* [Brief]
Every line below that holds the word "engine" must be listed.

* [Exercise data]
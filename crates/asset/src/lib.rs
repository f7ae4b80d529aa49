//! Asset loading/parsers (meshes, pixel maps).
//! Mesh text is flattened into unwelded render buffers, with vertex normals
//! synthesized when the source has none. Pixel maps decode to RGBA8.

pub mod error;
pub mod mesh;
pub mod normals;
pub mod obj;
pub mod ppm;
pub mod texture;

pub use error::{AssetError, AssetResult, IndexKind};
pub use mesh::{Corner, Face, MeshBuffers};
pub use texture::{TextureData, TextureFormat};
use std::sync::Arc;

use tracing_subscriber::EnvFilter;
use tracing_subscriber::{layer::SubscriberExt, util::SubscriberInitExt};

use tradesignal_core::engine::RecommendationEngine;

mod routes;

#[tokio::main]
async fn main() -> anyhow::Result<()> {
    dotenvy::dotenv().ok();

    let settings = tradesignal_core::config::Settings::from_env()?;
    let _sentry_guard = init_sentry(&settings);

    tracing_subscriber::registry()
        .with(EnvFilter::from_default_env())
        .with(tracing_subscriber::fmt::layer())
        .with(sentry_tracing::layer())
        .init();

    let engine = RecommendationEngine::from_settings(&settings)?;
    tracing::info!(
        instruments = engine.registry().len(),
        static_dir = %settings.static_dir,
        "recommendation engine ready"
    );

    let state = routes::AppState {
        engine: Arc::new(engine),
    };
    let app = routes::router(state, &settings.static_dir);

    let addr = std::net::SocketAddr::from(([0, 0, 0, 0], settings.port));

    tracing::info!(%addr, "api listening");

    let listener = tokio::net::TcpListener::bind(addr).await?;
    axum::serve(listener, app)
        .with_graceful_shutdown(shutdown_signal())
        .await?;

    Ok(())
}

async fn shutdown_signal() {
    let _ = tokio::signal::ctrl_c().await;
}

fn init_sentry(settings: &tradesignal_core::config::Settings) -> Option<sentry::ClientInitGuard> {
    let dsn = settings.sentry_dsn.as_deref()?;
    Some(sentry::init((
        dsn,
        sentry::ClientOptions {
            release: sentry::release_name!(),
            ..Default::default()
        },
    )))
}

* [Answer for the task]
use tradesignal_core::engine::RecommendationEngine;
    let engine = RecommendationEngine::from_settings(&settings)?;
        instruments = engine.registry().len(),
        "recommendation engine ready"
        engine: Arc::new(engine),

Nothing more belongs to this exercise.